IN THE UNITED STATES DISTRICT COURT FOR THE SOUTHERN DISTRICT OF ILLINOIS
DONNA DURDEN, individually and as Administrator of the Estate of Darryle F. Durden, Deceased,
Plaintiff,
v. Case No. 24-CV-02076-SPM
UNITED STATES OF AMERICA,
Defendant.
MEMORANDUM AND ORDER
McGLYNN, District Judge: Before the Court is a Motion for Protective Order to Quash Plaintiff’s Untimely Notice of Deposition (Doc. 28) filed by the Defendant United States of America. Having been fully informed of the issues presented, the Government’s Motion for Protective Order is GRANTED. RELEVANT FACTUAL AND PROCEDURAL BACKGROUND Plaintiff Donna Durden brings this suit individually and as administrator of the estate of Darryle F. Durden, who died at a VA Community Living Center in St. Louis, Missouri after being treated at the Emergency Department and as an inpatient at St. Louis VA Medical Center. (Doc. 1). Plaintiff claims that the decedent developed a deep vein thrombosis (“DVT”) while a patient at the VA hospital; a large embolus subsequently traveled to the decedent’s heart, causing cardiac arrest and death. (Id.). She alleges that the VA hospital failed to diagnose and treat the DVT, conduct which fell below the standard of care and proximately caused the decedent’s death. (Id.). The initial Complaint was filed on August 29, 2024. (Id.). The United States filed an Answer on November 18, 2024. (Doc. 8). The operative Scheduling Order in this case was entered on December 10, 2024. (Doc. 14). This Court later permitted a five-month extension of the discovery deadlines and trial setting. (Docs. 17, 18, 19).
The bench trial in this case is presumptively set for September 2026. (Doc. 21). The United States filed the instant Motion on February 16, 2026. (Doc. 28). Plaintiff Durden responded in opposition on March 9, 2026. (Doc. 30).

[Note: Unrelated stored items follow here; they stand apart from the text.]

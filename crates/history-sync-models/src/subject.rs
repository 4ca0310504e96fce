use serde::{Deserialize, Serialize};
use std::fmt;

/// Source catalog identifier, the join key across all time sources.
#[derive(Debug, Clone, PartialEq, Eq, Hash, PartialOrd, Ord, Serialize, Deserialize)]
#[serde(transparent)]
pub struct SubjectId(String);

impl SubjectId {
    /// Wrap a raw id, rejecting blank strings.
    pub fn new(id: impl Into<String>) -> Option<Self> {
        let id = id.into();
        let trimmed = id.trim();
        if trimmed.is_empty() {
            None
        } else {
            Some(Self(trimmed.to_string()))
        }
    }

    /// Extract the numeric id from a subject link such as
    /// `https://movie.douban.com/subject/1292052/`.
    pub fn from_link(link: &str) -> Option<Self> {
        let start = link.find("/subject/")? + "/subject/".len();
        let digits: String = link[start..]
            .chars()
            .take_while(|c| c.is_ascii_digit())
            .collect();
        Self::new(digits)
    }

    pub fn as_str(&self) -> &str {
        &self.0
    }
}

impl fmt::Display for SubjectId {
    fn fmt(&self, f: &mut fmt::Formatter<'_>) -> fmt::Result {
        f.write_str(&self.0)
    }
}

APPLICABLE LAW AND LEGAL STANDARDS Rule 26(b)(1) of the Federal Rules of Civil Procedure permits a party to obtain discovery “regarding any nonprivileged matter that is relevant to any party’s claim or defense.” FED. R. CIV. P. 26(b)(1). “Information within this scope of discovery need not be admissible in evidence to be discoverable.” Id. In addition to being relevant, the discovery sought must be proportional to the needs of the case, “considering the importance of the issues at stake in the action, the amount in controversy, the parties’ relative access to relevant information, the parties’ resources, the importance of the discovery in resolving the issues, and whether the burden or expense of the proposed discovery outweighs its likely benefits.” Motorola Sols., Inc. v. Hytera Commc’ns
Corp., 365 F. Supp. 3d 916, 924 (N.D. Ill. 2019) (citing FED. R. CIV. P. 26(b)(1)). ANALYSIS In their Motion, the Government argues that Plaintiffs have issued an untimely and overbroad Federal Rule of Civil Procedure 30(b)(6) deposition notice requesting: A person or persons to be designated by the Defendant to testify about the examinations, conditions, care, treatment, tests, diagnoses, and cause of death of the Decedent, Darryl (sic) Durden, while he was receiving care and treatment at the John Cochran VA Hospital, St. Louis, MO and the Jefferson Barracks VA Hospital, from on or about July 2, 2021, through and including July 14, 2021, the date of his death.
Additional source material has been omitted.